BEGIN Dataset entries
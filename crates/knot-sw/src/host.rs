//! Host adapter: drives a [`WorkerHandler`] through its lifecycle and
//! routes fetches and messages to it.

use std::sync::Arc;

use async_trait::async_trait;
use knot_net::{Fetcher, Request, Response};
use serde_json::Value;
use tokio::sync::{mpsc, RwLock};
use tracing::{debug, error, info};
use url::Url;

use crate::{
    Client, ClientId, Clients, FetchEvent, MessageEvent, Result, ServiceWorkerError,
    ServiceWorkerId, WorkerHandler, WorkerScope, WorkerState,
};

/// Service worker events.
#[derive(Debug, Clone, PartialEq, Eq)]
pub enum ServiceWorkerEvent {
    /// State changed.
    StateChange {
        worker_id: ServiceWorkerId,
        new_state: WorkerState,
    },
    /// A client came under the worker's control.
    ControllerChange { client_id: ClientId },
}

#[derive(Debug)]
struct WorkerRecord {
    id: ServiceWorkerId,
    state: WorkerState,
    skip_waiting: bool,
}

/// Hosts one worker: owns its state, its clients and the plain network
/// used while no worker is active.
pub struct ServiceWorkerHost<H> {
    handler: Arc<H>,
    network: Arc<dyn Fetcher>,
    record: Arc<RwLock<WorkerRecord>>,
    clients: Arc<RwLock<Clients>>,
    event_tx: mpsc::UnboundedSender<ServiceWorkerEvent>,
}

impl<H: WorkerHandler> ServiceWorkerHost<H> {
    /// Create a new host.
    pub fn new(
        handler: H,
        network: Arc<dyn Fetcher>,
    ) -> (Self, mpsc::UnboundedReceiver<ServiceWorkerEvent>) {
        let (event_tx, event_rx) = mpsc::unbounded_channel();

        let host = Self {
            handler: Arc::new(handler),
            network,
            record: Arc::new(RwLock::new(WorkerRecord {
                id: ServiceWorkerId::new(),
                state: WorkerState::Parsed,
                skip_waiting: false,
            })),
            clients: Arc::new(RwLock::new(Clients::new())),
            event_tx,
        };
        (host, event_rx)
    }

    pub fn handler(&self) -> &H {
        &self.handler
    }

    pub async fn id(&self) -> ServiceWorkerId {
        self.record.read().await.id
    }

    pub async fn state(&self) -> WorkerState {
        self.record.read().await.state
    }

    fn scope(&self) -> HostScope<'_> {
        HostScope {
            record: &self.record,
            clients: &self.clients,
            event_tx: &self.event_tx,
        }
    }

    /// Move to `next` if the current state is one of `from`.
    async fn transition(&self, from: &[WorkerState], next: WorkerState) -> Result<()> {
        let mut record = self.record.write().await;
        if !from.contains(&record.state) {
            return Err(ServiceWorkerError::StateError(format!(
                "cannot move from {:?} to {:?}",
                record.state, next
            )));
        }
        self.set_locked(&mut record, next);
        Ok(())
    }

    async fn set_state(&self, next: WorkerState) {
        let mut record = self.record.write().await;
        self.set_locked(&mut record, next);
    }

    fn set_locked(&self, record: &mut WorkerRecord, next: WorkerState) {
        debug!(worker = record.id.raw(), from = ?record.state, to = ?next, "Worker state change");
        record.state = next;
        let _ = self.event_tx.send(ServiceWorkerEvent::StateChange {
            worker_id: record.id,
            new_state: next,
        });
    }

    // ==================== Lifecycle ====================

    /// Run the install handler. Allowed from `Parsed`, or `Redundant`
    /// after a failed install. Failure leaves the worker `Redundant`.
    pub async fn install(&self) -> Result<()> {
        self.transition(
            &[WorkerState::Parsed, WorkerState::Redundant],
            WorkerState::Installing,
        )
        .await?;
        self.record.write().await.skip_waiting = false;

        match self.handler.handle_install(&self.scope()).await {
            Ok(()) => {
                self.set_state(WorkerState::Installed).await;
                Ok(())
            }
            Err(e) => {
                error!(error = %e, "Install failed");
                self.set_state(WorkerState::Redundant).await;
                Err(e)
            }
        }
    }

    /// Run the activate handler. Failure returns the worker to
    /// `Installed` so activation can be retried.
    pub async fn activate(&self) -> Result<()> {
        self.transition(&[WorkerState::Installed], WorkerState::Activating)
            .await?;

        match self.handler.handle_activate(&self.scope()).await {
            Ok(()) => {
                self.set_state(WorkerState::Activated).await;
                Ok(())
            }
            Err(e) => {
                error!(error = %e, "Activate failed");
                self.set_state(WorkerState::Installed).await;
                Err(e)
            }
        }
    }

    /// Install, then activate unless the worker has to wait: it waits
    /// when pages are already controlled and it did not skip waiting.
    pub async fn register(&self) -> Result<WorkerState> {
        self.install().await?;

        let skip_waiting = self.record.read().await.skip_waiting;
        let controlled = self.clients.read().await.match_all(false).len();
        if skip_waiting || controlled == 0 {
            self.activate().await?;
        } else {
            info!(controlled, "Worker installed, waiting for activation");
        }
        Ok(self.state().await)
    }

    /// Mark a worker whose install and activation already happened in an
    /// earlier process as active, without running either handler.
    pub async fn resume_active(&self) -> Result<()> {
        self.transition(&[WorkerState::Parsed], WorkerState::Activated)
            .await
    }

    // ==================== Clients ====================

    /// Register an open page. Pages opened while the worker is active are
    /// controlled immediately.
    pub async fn open_client(&self, url: Url) -> Client {
        let active = self.state().await.is_active();
        self.clients.write().await.open(url, active)
    }

    /// All known pages.
    pub async fn clients(&self) -> Vec<Client> {
        self.clients
            .read()
            .await
            .match_all(true)
            .into_iter()
            .cloned()
            .collect()
    }

    // ==================== Dispatch ====================

    /// Fetch `request` on behalf of a page.
    pub async fn fetch(&self, request: Request) -> Result<Response> {
        self.dispatch_fetch(FetchEvent::new(request)).await
    }

    /// Route a fetch to the active worker, or straight to the network
    /// when no worker is active.
    pub async fn dispatch_fetch(&self, event: FetchEvent) -> Result<Response> {
        if !self.state().await.is_active() {
            debug!(url = %event.request.url, "No active worker, using network");
            return Ok(self.network.fetch(event.request).await?);
        }
        self.handler.handle_fetch(event).await
    }

    /// Deliver a message. Fails when the worker has not been installed.
    pub async fn post_message(&self, data: Value) -> Result<()> {
        let state = self.state().await;
        if matches!(state, WorkerState::Parsed | WorkerState::Redundant) {
            return Err(ServiceWorkerError::StateError(format!(
                "cannot deliver message in state {state:?}"
            )));
        }
        self.handler.handle_message(MessageEvent::new(data)).await;
        Ok(())
    }
}

/// Scope handed to lifecycle handlers.
struct HostScope<'a> {
    record: &'a RwLock<WorkerRecord>,
    clients: &'a RwLock<Clients>,
    event_tx: &'a mpsc::UnboundedSender<ServiceWorkerEvent>,
}

#[async_trait]
impl<'a> WorkerScope for HostScope<'a> {
    async fn skip_waiting(&self) {
        self.record.write().await.skip_waiting = true;
    }

    async fn claim_clients(&self) -> usize {
        let claimed = self.clients.write().await.claim();
        for client_id in &claimed {
            let _ = self.event_tx.send(ServiceWorkerEvent::ControllerChange {
                client_id: client_id.clone(),
            });
        }
        claimed.len()
    }
}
END Dataset entries
Assignment:
Reproduce the listing above character for character.

Your solution:
filename crates/knot-sw/src/host.rs
//! Host adapter: drives a [`WorkerHandler`] through its lifecycle and
//! routes fetches and messages to it.

use std::sync::Arc;

use async_trait::async_trait;
use knot_net::{Fetcher, Request, Response};
use serde_json::Value;
use tokio::sync::{mpsc, RwLock};
use tracing::{debug, error, info};
use url::Url;

use crate::{
    Client, ClientId, Clients, FetchEvent, MessageEvent, Result, ServiceWorkerError,
    ServiceWorkerId, WorkerHandler, WorkerScope, WorkerState,
};

/// Service worker events.
#[derive(Debug, Clone, PartialEq, Eq)]
pub enum ServiceWorkerEvent {
    /// State changed.
    StateChange {
        worker_id: ServiceWorkerId,
        new_state: WorkerState,
    },
    /// A client came under the worker's control.
    ControllerChange { client_id: ClientId },
}

#[derive(Debug)]
struct WorkerRecord {
    id: ServiceWorkerId,
    state: WorkerState,
    skip_waiting: bool,
}

/// Hosts one worker: owns its state, its clients and the plain network
/// used while no worker is active.
pub struct ServiceWorkerHost<H> {
    handler: Arc<H>,
    network: Arc<dyn Fetcher>,
    record: Arc<RwLock<WorkerRecord>>,
    clients: Arc<RwLock<Clients>>,
    event_tx: mpsc::UnboundedSender<ServiceWorkerEvent>,
}

impl<H: WorkerHandler> ServiceWorkerHost<H> {
    /// Create a new host.
    pub fn new(
        handler: H,
        network: Arc<dyn Fetcher>,
    ) -> (Self, mpsc::UnboundedReceiver<ServiceWorkerEvent>) {
        let (event_tx, event_rx) = mpsc::unbounded_channel();

        let host = Self {
            handler: Arc::new(handler),
            network,
            record: Arc::new(RwLock::new(WorkerRecord {
                id: ServiceWorkerId::new(),
                state: WorkerState::Parsed,
                skip_waiting: false,
            })),
            clients: Arc::new(RwLock::new(Clients::new())),
            event_tx,
        };
        (host, event_rx)
    }

    pub fn handler(&self) -> &H {
        &self.handler
    }

    pub async fn id(&self) -> ServiceWorkerId {
        self.record.read().await.id
    }

    pub async fn state(&self) -> WorkerState {
        self.record.read().await.state
    }

    fn scope(&self) -> HostScope<'_> {
        HostScope {
            record: &self.record,
            clients: &self.clients,
            event_tx: &self.event_tx,
        }
    }

    /// Move to `next` if the current state is one of `from`.
    async fn transition(&self, from: &[WorkerState], next: WorkerState) -> Result<()> {
        let mut record = self.record.write().await;
        if !from.contains(&record.state) {
            return Err(ServiceWorkerError::StateError(format!(
                "cannot move from {:?} to {:?}",
                record.state, next
            )));
        }
        self.set_locked(&mut record, next);
        Ok(())
    }

    async fn set_state(&self, next: WorkerState) {
        let mut record = self.record.write().await;
        self.set_locked(&mut record, next);
    }

    fn set_locked(&self, record: &mut WorkerRecord, next: WorkerState) {
        debug!(worker = record.id.raw(), from = ?record.state, to = ?next, "Worker state change");
        record.state = next;
        let _ = self.event_tx.send(ServiceWorkerEvent::StateChange {
            worker_id: record.id,
            new_state: next,
        });
    }

    // ==================== Lifecycle ====================

    /// Run the install handler. Allowed from `Parsed`, or `Redundant`
    /// after a failed install. Failure leaves the worker `Redundant`.
    pub async fn install(&self) -> Result<()> {
        self.transition(
            &[WorkerState::Parsed, WorkerState::Redundant],
            WorkerState::Installing,
        )
        .await?;
        self.record.write().await.skip_waiting = false;

        match self.handler.handle_install(&self.scope()).await {
            Ok(()) => {
                self.set_state(WorkerState::Installed).await;
                Ok(())
            }
            Err(e) => {
                error!(error = %e, "Install failed");
                self.set_state(WorkerState::Redundant).await;
                Err(e)
            }
        }
    }

    /// Run the activate handler. Failure returns the worker to
    /// `Installed` so activation can be retried.
    pub async fn activate(&self) -> Result<()> {
        self.transition(&[WorkerState::Installed], WorkerState::Activating)
            .await?;

        match self.handler.handle_activate(&self.scope()).await {
            Ok(()) => {
                self.set_state(WorkerState::Activated).await;
                Ok(())
            }
            Err(e) => {
                error!(error = %e, "Activate failed");
                self.set_state(WorkerState::Installed).await;
                Err(e)
            }
        }
    }

    /// Install, then activate unless the worker has to wait: it waits
    /// when pages are already controlled and it did not skip waiting.
    pub async fn register(&self) -> Result<WorkerState> {
        self.install().await?;

        let skip_waiting = self.record.read().await.skip_waiting;
        let controlled = self.clients.read().await.match_all(false).len();
        if skip_waiting || controlled == 0 {
            self.activate().await?;
        } else {
            info!(controlled, "Worker installed, waiting for activation");
        }
        Ok(self.state().await)
    }

    /// Mark a worker whose install and activation already happened in an
    /// earlier process as active, without running either handler.
    pub async fn resume_active(&self) -> Result<()> {
        self.transition(&[WorkerState::Parsed], WorkerState::Activated)
            .await
    }

    // ==================== Clients ====================

    /// Register an open page. Pages opened while the worker is active are
    /// controlled immediately.
    pub async fn open_client(&self, url: Url) -> Client {
        let active = self.state().await.is_active();
        self.clients.write().await.open(url, active)
    }

    /// All known pages.
    pub async fn clients(&self) -> Vec<Client> {
        self.clients
            .read()
            .await
            .match_all(true)
            .into_iter()
            .cloned()
            .collect()
    }

    // ==================== Dispatch ====================

    /// Fetch `request` on behalf of a page.
    pub async fn fetch(&self, request: Request) -> Result<Response> {
        self.dispatch_fetch(FetchEvent::new(request)).await
    }

    /// Route a fetch to the active worker, or straight to the network
    /// when no worker is active.
    pub async fn dispatch_fetch(&self, event: FetchEvent) -> Result<Response> {
        if !self.state().await.is_active() {
            debug!(url = %event.request.url, "No active worker, using network");
            return Ok(self.network.fetch(event.request).await?);
        }
        self.handler.handle_fetch(event).await
    }

    /// Deliver a message. Fails when the worker has not been installed.
    pub async fn post_message(&self, data: Value) -> Result<()> {
        let state = self.state().await;
        if matches!(state, WorkerState::Parsed | WorkerState::Redundant) {
            return Err(ServiceWorkerError::StateError(format!(
                "cannot deliver message in state {state:?}"
            )));
        }
        self.handler.handle_message(MessageEvent::new(data)).await;
        Ok(())
    }
}

/// Scope handed to lifecycle handlers.
struct HostScope<'a> {
    record: &'a RwLock<WorkerRecord>,
    clients: &'a RwLock<Clients>,
    event_tx: &'a mpsc::UnboundedSender<ServiceWorkerEvent>,
}

#[async_trait]
impl<'a> WorkerScope for HostScope<'a> {
    async fn skip_waiting(&self) {
        self.record.write().await.skip_waiting = true;
    }

    async fn claim_clients(&self) -> usize {
        let claimed = self.clients.write().await.claim();
        for client_id in &claimed {
            let _ = self.event_tx.send(ServiceWorkerEvent::ControllerChange {
                client_id: client_id.clone(),
            });
        }
        claimed.len()
    }
}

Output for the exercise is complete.